The manual offers a guide to how communication about mental health should work between naval personnel up and down the chain of command. The Navy wants the manual to not only help prevent mental health problems, but create an environment more welcoming to discussion of those problems.

“Our mental health playbook supports command leaders in minimizing mental health issues, but when they do occur, to empower them with the resources to connect sailors with appropriate mental health care at the right level at the right time,” Vice Adm. Richard Cheeseman, the Navy’s top personnel official, told the House Armed Services Committee on Wednesday.

The playbook supports a DoD effort to put prevention at the forefront of mental health issues, particularly as it relates to suicides. It offers specific resources on where to go and who to talk to about mental health, and offers leaders ways to look for signs of a problem. It also includes a flow chart and contact information for specific resources.

“Navy-wide, we must become comfortable with the idea of preventative maintenance for our people. Most of us are absolutely comfortable with the concept of preventative maintenance for our equipment and machines. Today, it is equally if not more important to apply this term to our people,” officials said in an update to the playbook added March 23.

The push to expand mental health care across the services comes after several years of studies and reports showing increasing levels of reported suicides and sexual assault within the military. Surveys show those issues have contributed to difficulties in recruiting new service members.

The playbook came out shortly after the DoD’s Independent Review Commission on Sexual Assault in the Military released 82 recommendations. Implementing those recommendations provided part of the basis for DoD’s request of $637 million in funding for sexual assault prevention in the 2024 budget request.

At the Association of the United States Army (AUSA’s) Global Force Symposium last week in Huntsville, Alabama, Army Training and Doctrine Command’s Lt. Gen. Maria Gervais responded to a question about how much recruiting has been hurt by reports of harmful behavior within the military.

“Harmful behaviors are very damaging to us as an Army, it doesn’t represent who we are or what we stand for. Moms and dads entrust their sons and daughters to us, they expect them to come into the Army, to be able to gain a skill and to also be taken care of, and not face a threat of harmful behavior,” Gervais said.

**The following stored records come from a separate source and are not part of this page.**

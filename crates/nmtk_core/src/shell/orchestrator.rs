//! Frame orchestration
//!
//! One frame: poll platform events → forward them to the UI layer and input
//! subscribers → begin the UI frame → menus, pages, overlays → finalize →
//! synchronize secondary windows → clear, draw, swap → pace.

use crate::config::{FormFactor, ShellConfig, UiConfigFlags};
use crate::events::PlatformEvent;
use crate::foundation::time::{FramePacer, Timer};
use crate::overlay::StatsOverlay;
use crate::platform::PlatformBackend;
use crate::render::GraphicsBackend;
use crate::ui::UiLayer;
use crate::ShellError;

use super::ShellContext;

/// Lifecycle of the shell
#[derive(Debug, Clone, Copy, PartialEq, Eq)]
pub enum ShellState {
    /// Collaborators are being set up
    Init,
    /// Frame loop active
    Running,
    /// Quit observed; resources are being released
    ShuttingDown,
    /// Everything released
    Terminated,
}

/// Owns the window, graphics and UI collaborators and drives the frame loop
pub struct FrameOrchestrator {
    config: ShellConfig,
    platform: Box<dyn PlatformBackend>,
    graphics: Box<dyn GraphicsBackend>,
    ui: Box<dyn UiLayer>,
    state: ShellState,
    quit_pending: bool,
    keyboard_shown: bool,
    surface_size: (u32, u32),
    timer: Timer,
    pacer: FramePacer,
    stats: Option<StatsOverlay>,
}

impl FrameOrchestrator {
    /// Configure the UI layer against the platform and enter `Running`
    ///
    /// The platform and graphics backends are already created; a failure
    /// to create them is reported by their own constructors.
    pub fn new(
        config: ShellConfig,
        mut platform: Box<dyn PlatformBackend>,
        mut graphics: Box<dyn GraphicsBackend>,
        mut ui: Box<dyn UiLayer>,
    ) -> Result<Self, ShellError> {
        log::info!("Initializing shell for {:?} form factor...", config.form_factor);

        let main = platform.main_window();
        platform
            .make_current(Some(main))
            .map_err(|e| ShellError::InitializationFailed(format!("main graphics context: {e}")))?;

        let flags = config.ui_flags();
        ui.configure(flags);
        if config.form_factor == FormFactor::Handheld {
            let dpi = platform.display_dpi();
            let scale = config.font_scale_for(dpi);
            log::info!("Display density {dpi:?} dpi, font scale {scale:.2}");
            ui.set_font_scale(scale);
        }

        let surface_size = platform.drawable_size();
        graphics.set_viewport(surface_size.0, surface_size.1);

        let mut orchestrator = Self {
            pacer: FramePacer::from_millis(config.frame_interval_ms),
            stats: config.show_stats_overlay.then(StatsOverlay::new),
            config,
            platform,
            graphics,
            ui,
            state: ShellState::Init,
            quit_pending: false,
            keyboard_shown: false,
            surface_size,
            timer: Timer::new(),
        };
        orchestrator.transition(ShellState::Running);
        log::debug!("UI flags {flags:?}, drawable {}x{}", surface_size.0, surface_size.1);
        Ok(orchestrator)
    }

    /// Current lifecycle state
    pub const fn state(&self) -> ShellState {
        self.state
    }

    /// Configuration the shell was created with
    pub const fn config(&self) -> &ShellConfig {
        &self.config
    }

    /// Frame timer
    pub const fn timer(&self) -> &Timer {
        &self.timer
    }

    /// UI layer driven by this shell
    pub fn ui(&self) -> &dyn UiLayer {
        self.ui.as_ref()
    }

    fn transition(&mut self, next: ShellState) {
        log::debug!("Shell state {:?} -> {next:?}", self.state);
        self.state = next;
    }

    /// Run one frame
    ///
    /// Returns the state after the frame. A quit observed during frame N
    /// moves the shell to [`ShellState::ShuttingDown`] at the top of frame
    /// N+1 without rendering it.
    pub fn step(&mut self, context: &mut ShellContext) -> Result<ShellState, ShellError> {
        if self.state != ShellState::Running {
            return Err(ShellError::InvalidState { expected: ShellState::Running, found: self.state });
        }
        if self.quit_pending || context.quit_requested() {
            self.transition(ShellState::ShuttingDown);
            return Ok(self.state);
        }

        self.pump_events(context);
        self.sync_text_input();

        let (width, height) = self.platform.drawable_size();
        if (width, height) != self.surface_size {
            log::debug!("Drawable resized to {width}x{height}");
            self.graphics.set_viewport(width, height);
            self.surface_size = (width, height);
        }
        self.ui.set_display_size(width, height);

        self.ui.new_frame();
        let flags = self.ui.config_flags();
        if flags.contains(UiConfigFlags::DOCKING) {
            self.ui.dock_space_over_viewport();
        }
        context.render_features(self.ui.as_mut());
        if let Some(stats) = self.stats.as_mut() {
            stats.update(&self.timer);
            stats.render_overlay(self.ui.as_mut(), context.sink_mut());
        }
        self.ui.render();

        if flags.contains(UiConfigFlags::VIEWPORTS) {
            self.present_viewports();
        }

        self.graphics.clear();
        if let Err(e) = self.graphics.render_draw_list(self.ui.draw_list()) {
            log::warn!("Main window draw failed this frame: {e}");
        }
        self.platform.swap_buffers()?;

        self.timer.tick();
        self.pacer.pace();
        Ok(self.state)
    }

    /// Drain pending platform events into the UI layer and the subscribers
    fn pump_events(&mut self, context: &mut ShellContext) {
        let main = self.platform.main_window();
        while let Some(event) = self.platform.poll_event() {
            if event.is_termination(main) && !self.quit_pending {
                log::info!("Quit requested by platform: {event:?}");
                self.quit_pending = true;
            }
            if let PlatformEvent::WindowResized { window, width, height } = event {
                if window == main && (width, height) != self.surface_size {
                    self.graphics.set_viewport(width, height);
                    self.surface_size = (width, height);
                }
            }
            self.ui.process_event(&event);
            context.dispatch_input(&event);
        }
    }

    fn sync_text_input(&mut self) {
        if !self.platform.has_software_keyboard() {
            return;
        }
        let wanted = self.ui.wants_text_input();
        if wanted == self.keyboard_shown {
            return;
        }
        if wanted {
            self.platform.start_text_input();
        } else {
            self.platform.stop_text_input();
        }
        self.keyboard_shown = wanted;
    }

    /// Update and draw secondary windows, then restore the graphics context
    /// that was current before
    ///
    /// Failures only cost the affected windows this frame.
    fn present_viewports(&mut self) {
        let previous = self.platform.current_context();
        if let Err(e) = self.ui.update_platform_windows(self.platform.as_mut()) {
            log::warn!("Secondary window update incomplete: {e}");
        }
        if let Err(e) = self.ui.render_platform_windows(self.platform.as_mut(), self.graphics.as_mut()) {
            log::warn!("Secondary window rendering incomplete: {e}");
        }
        if let Err(e) = self.platform.make_current(previous) {
            log::warn!("Could not restore graphics context {previous:?}: {e}");
        }
    }

    /// Run frames until shutdown, then release everything
    ///
    /// A frame error (the main window failing to present) is fatal:
    /// resources are still released before the error is returned.
    pub fn run(mut self, context: &mut ShellContext) -> Result<(), ShellError> {
        log::info!("Starting frame loop...");
        loop {
            match self.step(context) {
                Ok(ShellState::Running) => {}
                Ok(_) => break,
                Err(e) => {
                    log::error!("Frame loop failed: {e}");
                    self.shutdown();
                    return Err(e);
                }
            }
        }
        log::info!("Frame loop finished after {} frame(s)", self.timer.frame_count());
        self.shutdown();
        Ok(())
    }

    /// Release graphics resources, secondary windows, the UI context and the
    /// main window, in that order
    pub fn shutdown(mut self) -> ShellState {
        if self.state != ShellState::ShuttingDown {
            self.transition(ShellState::ShuttingDown);
        }
        log::info!("Shutting down shell...");

        let Self { mut platform, mut graphics, mut ui, .. } = self;
        graphics.shutdown();
        log::debug!("Graphics resources released");
        platform.release_viewports();
        log::debug!("Secondary windows released");
        ui.shutdown();
        platform.shutdown();

        log::info!("Shell shutdown complete");
        ShellState::Terminated
    }
}
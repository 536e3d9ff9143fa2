//! Frame timing and loop pacing

use std::time::{Duration, Instant};

/// Weight of the newest frame in the smoothed frame time
const SMOOTHING: f64 = 0.1;

/// Frame clock feeding the statistics overlay
///
/// Ticked once per completed frame, after presentation.
#[derive(Debug, Clone)]
pub struct Timer {
    started: Instant,
    last_tick: Instant,
    frame_time: Duration,
    smoothed_ms: f64,
    frames: u64,
}

impl Default for Timer {
    fn default() -> Self {
        Self::new()
    }
}

impl Timer {
    /// Start the clock now
    pub fn new() -> Self {
        let now = Instant::now();
        Self { started: now, last_tick: now, frame_time: Duration::ZERO, smoothed_ms: 0.0, frames: 0 }
    }

    /// Record the end of a frame
    pub fn tick(&mut self) {
        let now = Instant::now();
        self.frame_time = now - self.last_tick;
        self.last_tick = now;
        self.frames += 1;

        let ms = self.frame_time.as_secs_f64() * 1000.0;
        self.smoothed_ms =
            if self.frames == 1 { ms } else { SMOOTHING.mul_add(ms - self.smoothed_ms, self.smoothed_ms) };
    }

    /// Duration of the last completed frame
    pub const fn frame_time(&self) -> Duration {
        self.frame_time
    }

    /// Frame time averaged over recent frames, in milliseconds
    pub const fn smoothed_frame_ms(&self) -> f64 {
        self.smoothed_ms
    }

    /// Time since the clock started
    pub fn elapsed(&self) -> Duration {
        self.last_tick - self.started
    }

    /// Completed frames
    pub const fn frame_count(&self) -> u64 {
        self.frames
    }

    /// Rate implied by the last frame alone
    pub fn current_fps(&self) -> f64 {
        let secs = self.frame_time.as_secs_f64();
        if secs > 0.0 { secs.recip() } else { 0.0 }
    }

    /// Rate over the whole run
    #[allow(clippy::cast_precision_loss)]
    pub fn average_fps(&self) -> f64 {
        let secs = self.elapsed().as_secs_f64();
        if secs > 0.0 { self.frames as f64 / secs } else { 0.0 }
    }
}

/// Fixed end-of-iteration delay so the loop does not busy-spin
///
/// This is not a frame limiter: the delay is constant regardless of how long
/// the frame took.
#[derive(Debug, Clone, Copy)]
pub struct FramePacer {
    interval: Duration,
}

impl FramePacer {
    /// Create a pacer sleeping `interval_ms` milliseconds per iteration
    pub const fn from_millis(interval_ms: u64) -> Self {
        Self { interval: Duration::from_millis(interval_ms) }
    }

    /// The configured delay
    pub const fn interval(&self) -> Duration {
        self.interval
    }

    /// Sleep for the configured delay; a zero interval returns immediately
    pub fn pace(&self) {
        if !self.interval.is_zero() {
            std::thread::sleep(self.interval);
        }
    }
}
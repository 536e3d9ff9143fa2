//! Foundation utilities shared by every shell module

pub mod logging;
pub mod math;
pub mod time;
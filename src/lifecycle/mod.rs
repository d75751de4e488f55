//! Lifecycle management subsystem.
//!
//! # Data Flow
//! ```text
//! Startup (main.rs):
//!     Load config → Validate → Build registry → Start listener
//!
//! Shutdown (shutdown.rs):
//!     trigger() or Ctrl+C → Stop accepting → Drain in-flight requests → Exit
//! ```
//!
//! # Design Decisions
//! - Ordered startup: config first, then registry, then listener
//! - Tests drive shutdown through the same broadcast channel as signals

pub mod shutdown;

pub use shutdown::Shutdown;
//! Name → handler registry.
//!
//! # Responsibilities
//! - Register handlers under a name (last registration wins)
//! - Resolve a decoded ajaxlet name to its handler
//!
//! # Design Decisions
//! - Backed by a sharded `DashMap`; an insert is published under the shard
//!   write lock, so readers see either the old or the new entry
//! - Lookups hand out a cloned `Arc`, no lock is held while a handler runs
//! - Cloning the registry shares the same map

use std::sync::Arc;

use dashmap::DashMap;

use super::Ajaxlet;

/// Registry mapping names to handlers.
pub struct HandlerRegistry<H: ?Sized = dyn Ajaxlet> {
    handlers: Arc<DashMap<String, Arc<H>>>,
}

impl<H: ?Sized> HandlerRegistry<H> {
    /// Create a new empty registry.
    pub fn new() -> Self {
        Self {
            handlers: Arc::new(DashMap::new()),
        }
    }

    /// Register `handler` under `name`, replacing any previous handler.
    pub fn register(&self, name: impl Into<String>, handler: Arc<H>) {
        let name = name.into();
        if self.handlers.insert(name.clone(), handler).is_some() {
            tracing::warn!(ajaxlet = %name, "Replaced previously registered ajaxlet");
        } else {
            tracing::debug!(ajaxlet = %name, "Registered ajaxlet");
        }
    }

    /// Find the handler registered under exactly `name`.
    pub fn lookup(&self, name: &str) -> Option<Arc<H>> {
        self.handlers.get(name).map(|entry| Arc::clone(entry.value()))
    }

    /// Number of registered names.
    pub fn len(&self) -> usize {
        self.handlers.len()
    }

    /// Whether nothing has been registered yet.
    pub fn is_empty(&self) -> bool {
        self.handlers.is_empty()
    }

    /// Registered names, sorted.
    pub fn names(&self) -> Vec<String> {
        let mut names: Vec<String> = self.handlers.iter().map(|e| e.key().clone()).collect();
        names.sort();
        names
    }
}

impl<H: ?Sized> Clone for HandlerRegistry<H> {
    fn clone(&self) -> Self {
        Self {
            handlers: Arc::clone(&self.handlers),
        }
    }
}

impl<H: ?Sized> Default for HandlerRegistry<H> {
    fn default() -> Self {
        Self::new()
    }
}

impl<H: ?Sized> std::fmt::Debug for HandlerRegistry<H> {
    fn fmt(&self, f: &mut std::fmt::Formatter<'_>) -> std::fmt::Result {
        f.debug_struct("HandlerRegistry")
            .field("names", &self.names())
            .finish()
    }
}
//! Form-style segment decoding.
//!
//! # Responsibilities
//! - Turn `+` into a space
//! - Decode `%XX` triplets (hex digits case-insensitive) into raw bytes
//! - Reassemble the decoded bytes as UTF-8
//!
//! # Design Decisions
//! - Two-stage: bytes are collected for the whole segment first, then read
//!   as UTF-8, so `%CE%BB` yields a single `λ`
//! - Malformed escapes are kept literally, never rejected
//! - Invalid UTF-8 is replaced with U+FFFD rather than failing
//! - Input is a single segment; boundaries were resolved by the caller

use std::borrow::Cow;

use percent_encoding::percent_decode_str;

/// Decode a single path segment.
///
/// Borrows the input when it contains nothing to decode.
pub fn decode_segment(segment: &str) -> Cow<'_, str> {
    if !segment.contains(['+', '%']) {
        return Cow::Borrowed(segment);
    }

    // Substituted before escapes are decoded, so `%2B` still yields `+`.
    let spaced = segment.replace('+', " ");
    Cow::Owned(percent_decode_str(&spaced).decode_utf8_lossy().into_owned())
}
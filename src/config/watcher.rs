//! Configuration file watcher for hot reload.
//!
//! # Design Decisions
//! - The parent directory is watched, not the file, so saves that rename a
//!   new file over the config keep triggering reloads
//! - Events are filtered down to the config file name
//! - Once the receiving side is dropped, further changes are ignored

use std::ffi::{OsStr, OsString};
use std::path::{Path, PathBuf};
use std::time::Duration;

use notify::{Config, Event, RecommendedWatcher, RecursiveMode, Watcher};
use tokio::sync::mpsc;

use crate::config::loader::load_config;
use crate::config::schema::DispatchConfig;

/// Watches one config file and publishes every valid new version.
pub struct ConfigWatcher {
    path: PathBuf,
    update_tx: mpsc::UnboundedSender<DispatchConfig>,
}

impl ConfigWatcher {
    /// Create a watcher for `path` and the receiver its reloads arrive on.
    pub fn new(path: &Path) -> (Self, mpsc::UnboundedReceiver<DispatchConfig>) {
        let (update_tx, update_rx) = mpsc::unbounded_channel();
        let watcher = Self {
            path: path.to_path_buf(),
            update_tx,
        };
        (watcher, update_rx)
    }

    /// Start watching on notify's background thread.
    ///
    /// The returned watcher must be kept alive for updates to flow.
    pub fn run(self) -> Result<RecommendedWatcher, notify::Error> {
        let file_name = self
            .path
            .file_name()
            .map(OsStr::to_os_string)
            .ok_or_else(|| {
                notify::Error::generic("config path has no file name").add_path(self.path.clone())
            })?;
        let directory = watched_directory(&self.path);

        let tx = self.update_tx;
        let path = self.path.clone();
        let mut watcher = RecommendedWatcher::new(
            move |res: notify::Result<Event>| match res {
                Ok(event) => {
                    if tx.is_closed() || !is_config_event(&event, &file_name) {
                        return;
                    }
                    reload(&path, &tx);
                }
                Err(e) => tracing::error!(error = %e, "Config watch error"),
            },
            Config::default().with_poll_interval(Duration::from_secs(2)),
        )?;

        watcher.watch(&directory, RecursiveMode::NonRecursive)?;

        tracing::info!(path = ?self.path, directory = ?directory, "Config watcher started");
        Ok(watcher)
    }
}

fn watched_directory(path: &Path) -> PathBuf {
    match path.parent() {
        Some(parent) if !parent.as_os_str().is_empty() => parent.to_path_buf(),
        _ => PathBuf::from("."),
    }
}

/// Whether `event` created or changed the file called `file_name`.
fn is_config_event(event: &Event, file_name: &OsString) -> bool {
    (event.kind.is_modify() || event.kind.is_create())
        && event
            .paths
            .iter()
            .any(|p| p.file_name() == Some(file_name.as_os_str()))
}

fn reload(path: &Path, tx: &mpsc::UnboundedSender<DispatchConfig>) {
    tracing::info!(path = ?path, "Config file change detected, reloading");
    match load_config(path) {
        Ok(config) => {
            if tx.send(config).is_err() {
                tracing::warn!("Config receiver dropped; ignoring further changes");
            }
        }
        Err(e) => {
            tracing::error!(error = %e, "Failed to reload config. Keeping current configuration.");
        }
    }
}
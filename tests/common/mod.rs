//! Shared utilities for integration and load testing.

use std::net::SocketAddr;
use std::time::Duration;

use ajax_dispatch::config::DispatchConfig;
use ajax_dispatch::{HandlerRegistry, HttpServer, Shutdown};
use tokio::net::TcpListener;
use tokio::sync::mpsc;

/// A dispatcher running on an ephemeral local port.
pub struct TestDispatcher {
    pub addr: SocketAddr,
    pub shutdown: Shutdown,
    // Used by dispatch_integration.rs; load_test.rs shares this module without it.
    #[allow(dead_code)]
    pub config_updates: mpsc::UnboundedSender<DispatchConfig>,
}

impl TestDispatcher {
    pub fn url(&self, path: &str) -> String {
        format!("http://{}{}", self.addr, path)
    }
}

/// Start a dispatcher serving `registry` with `config`.
pub async fn start_dispatcher(config: DispatchConfig, registry: HandlerRegistry) -> TestDispatcher {
    let listener = TcpListener::bind("127.0.0.1:0").await.unwrap();
    let addr = listener.local_addr().unwrap();

    let shutdown = Shutdown::new();
    let (config_updates, config_rx) = mpsc::unbounded_channel();
    let server = HttpServer::new(config, registry);
    let server_shutdown = shutdown.subscribe();

    tokio::spawn(async move {
        let _ = server.run(listener, config_rx, server_shutdown).await;
    });

    // Wait for server to start
    tokio::time::sleep(Duration::from_millis(100)).await;

    TestDispatcher {
        addr,
        shutdown,
        config_updates,
    }
}

/// HTTP client that never goes through an environment proxy.
pub fn client() -> reqwest::Client {
    reqwest::Client::builder()
        .pool_max_idle_per_host(0)
        .no_proxy()
        .build()
        .unwrap()
}
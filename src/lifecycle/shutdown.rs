//! Shutdown coordination for the dispatcher.

use tokio::sync::broadcast;

/// Coordinator for graceful shutdown.
///
/// Every long-running task (server, config reload loop) subscribes and
/// stops when the signal fires.
pub struct Shutdown {
    tx: broadcast::Sender<()>,
}

impl Shutdown {
    /// Create a new shutdown coordinator.
    pub fn new() -> Self {
        let (tx, _) = broadcast::channel(1);
        Self { tx }
    }

    /// Subscribe to the shutdown signal.
    pub fn subscribe(&self) -> broadcast::Receiver<()> {
        self.tx.subscribe()
    }

    /// Trigger the shutdown signal.
    pub fn trigger(&self) {
        if self.tx.send(()).is_err() {
            tracing::debug!("Shutdown triggered with no subscribers");
        }
    }

    /// Number of tasks still listening.
    pub fn receiver_count(&self) -> usize {
        self.tx.receiver_count()
    }
}

impl Default for Shutdown {
    fn default() -> Self {
        Self::new()
    }
}
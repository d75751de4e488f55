//! Observability subsystem.
//!
//! # Data Flow
//! ```text
//! Dispatch path produces:
//!     → logging.rs (structured log events via tracing)
//!     → metrics.rs (counters, histograms)
//!
//! Consumers:
//!     → stdout (fmt layer, filtered by RUST_LOG or config)
//!     → Metrics endpoint (Prometheus scrape)
//! ```
//!
//! # Design Decisions
//! - Request ID flows through the trace span of every request
//! - Metrics are cheap (atomic increments); recording without an installed
//!   exporter is a no-op
//! - The path extractor itself never logs

pub mod logging;
pub mod metrics;
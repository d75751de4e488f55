//! Ajax dispatcher (v1)
//!
//! # Architecture Overview
//!
//! ```text
//!     Client Request            ┌──────────────────────────────────────────────┐
//!     ──────────────────────────┼─▶ http::server (request id, trace, timeout)  │
//!                               │        │                                     │
//!                               │        ▼                                     │
//!                               │   routing::path ── name / action tokens      │
//!                               │        │                                     │
//!                               │        ▼                                     │
//!                               │   registry ── name → Arc<dyn Ajaxlet>        │
//!                               │        │                                     │
//!     Client Response           │        ▼                                     │
//!     ◀─────────────────────────┼── Ajaxlet::service → JSON                    │
//!                               │                                              │
//!                               │   config (TOML + watcher)  observability     │
//!                               └──────────────────────────────────────────────┘
//! ```
//!
//! The config file path is taken from the first argument or the
//! `AJAX_DISPATCH_CONFIG` environment variable; without one, defaults apply
//! and hot reload is disabled.

use std::path::PathBuf;

use tokio::net::TcpListener;
use tokio::sync::mpsc;

use ajax_dispatch::config::{load_config, ConfigWatcher, DispatchConfig};
use ajax_dispatch::observability::{logging, metrics};
use ajax_dispatch::registry::builtin::register_builtins;
use ajax_dispatch::{HandlerRegistry, HttpServer, Shutdown};

#[tokio::main]
async fn main() -> Result<(), Box<dyn std::error::Error>> {
    let config_path = std::env::args_os()
        .nth(1)
        .or_else(|| std::env::var_os("AJAX_DISPATCH_CONFIG"))
        .map(PathBuf::from);

    let config = match &config_path {
        Some(path) => load_config(path)?,
        None => DispatchConfig::default(),
    };

    logging::init_logging(&config.observability.log_level)?;

    tracing::info!("ajax-dispatch v{} starting", env!("CARGO_PKG_VERSION"));
    tracing::info!(
        config = ?config_path,
        bind_address = %config.listener.bind_address,
        prefix = %config.dispatch.prefix,
        request_timeout_secs = config.timeouts.request_secs,
        "Configuration loaded"
    );

    if config.observability.metrics_enabled {
        match config.observability.metrics_address.parse() {
            Ok(addr) => metrics::init_metrics(addr)?,
            Err(_) => tracing::error!(
                metrics_address = %config.observability.metrics_address,
                "Failed to parse metrics address"
            ),
        }
    }

    let registry: HandlerRegistry = HandlerRegistry::new();
    register_builtins(&registry);

    // Keep the watcher alive for the lifetime of the server.
    let (_watcher, config_updates) = match &config_path {
        Some(path) => {
            let (watcher, updates) = ConfigWatcher::new(path);
            (Some(watcher.run()?), updates)
        }
        None => {
            let (_, updates) = mpsc::unbounded_channel();
            (None, updates)
        }
    };

    let listener = TcpListener::bind(&config.listener.bind_address).await?;
    tracing::info!(address = %listener.local_addr()?, "Listening for connections");

    let shutdown = Shutdown::new();
    let server = HttpServer::new(config, registry);
    server.run(listener, config_updates, shutdown.subscribe()).await?;

    tracing::info!("Shutdown complete");
    Ok(())
}
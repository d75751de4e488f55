//! Ajaxlet contract.

use serde::Serialize;
use serde_json::Value;
use thiserror::Error;

/// Failure reported by an ajaxlet.
#[derive(Debug, Error, Clone, PartialEq, Eq)]
pub enum AjaxletError {
    /// The request parameters were unusable.
    #[error("bad request: {0}")]
    BadRequest(String),

    /// The ajaxlet does not implement the requested action.
    #[error("unknown action: {0}")]
    UnknownAction(String),

    /// The ajaxlet failed while serving the call.
    #[error("ajaxlet failed: {0}")]
    Failed(String),
}

/// A single dispatched call, as seen by the ajaxlet.
#[derive(Debug, Clone, Default, PartialEq, Eq, Serialize)]
pub struct AjaxCall {
    /// Decoded ajaxlet name the call was routed by.
    pub ajaxlet: String,

    /// Decoded action token, if the path carried one.
    pub action: Option<String>,

    /// Decoded query parameters in request order.
    pub params: Vec<(String, String)>,
}

impl AjaxCall {
    /// First value for `key`, if present.
    pub fn param(&self, key: &str) -> Option<&str> {
        self.params
            .iter()
            .find(|(k, _)| k == key)
            .map(|(_, v)| v.as_str())
    }
}

/// Request-processing unit registered under a name.
pub trait Ajaxlet: Send + Sync + 'static {
    /// Serve one call and produce a JSON reply.
    fn service(&self, call: &AjaxCall) -> Result<Value, AjaxletError>;
}

impl<F> Ajaxlet for F
where
    F: Fn(&AjaxCall) -> Result<Value, AjaxletError> + Send + Sync + 'static,
{
    fn service(&self, call: &AjaxCall) -> Result<Value, AjaxletError> {
        self(call)
    }
}
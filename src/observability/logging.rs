//! Structured logging.
//!
//! # Responsibilities
//! - Initialize the tracing subscriber once per process
//! - Pick the filter from `RUST_LOG`, falling back to the configured level
//!
//! # Design Decisions
//! - Uses tracing crate for structured logging
//! - `RUST_LOG` always wins over the config file

use tracing_subscriber::{layer::SubscriberExt, util::SubscriberInitExt, EnvFilter};

/// Filter used when `RUST_LOG` is unset.
pub fn default_filter(log_level: &str) -> String {
    format!("ajax_dispatch={log_level},tower_http={log_level}")
}

/// Install the global subscriber.
///
/// Returns an error if a global subscriber was already installed.
pub fn init_logging(log_level: &str) -> Result<(), tracing_subscriber::util::TryInitError> {
    tracing_subscriber::registry()
        .with(
            EnvFilter::try_from_default_env()
                .unwrap_or_else(|_| default_filter(log_level).into()),
        )
        .with(tracing_subscriber::fmt::layer())
        .try_init()
}

#[cfg(test)]
mod tests {
    use super::*;

    #[test]
    fn test_default_filter() {
        assert_eq!(default_filter("debug"), "ajax_dispatch=debug,tower_http=debug");
    }
}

Gervais said Army Secretary Christine Wormuth recently signed an integrated prevention strategy focused on training Army leaders to set a climate within their commands that helps prevent sexual assault. She said the Army now starts working on behavior issues during basic training. In a program that started during the COVID quarantine, soldiers learn about preventing sexual assault during the first two weeks of basic combat training. Gervais said she thinks it is reducing incidents of sexual harassment and assault.

“One of the things I’m really excited about is the prevention strategy, because it will allow us to start focusing on prevention versus the responsive piece, which we have to do. But I think as we take this, we can institutionalize inside our training base, inside our leader development programs, or professional military education, and stitch it throughout every echelon,” Gervais said.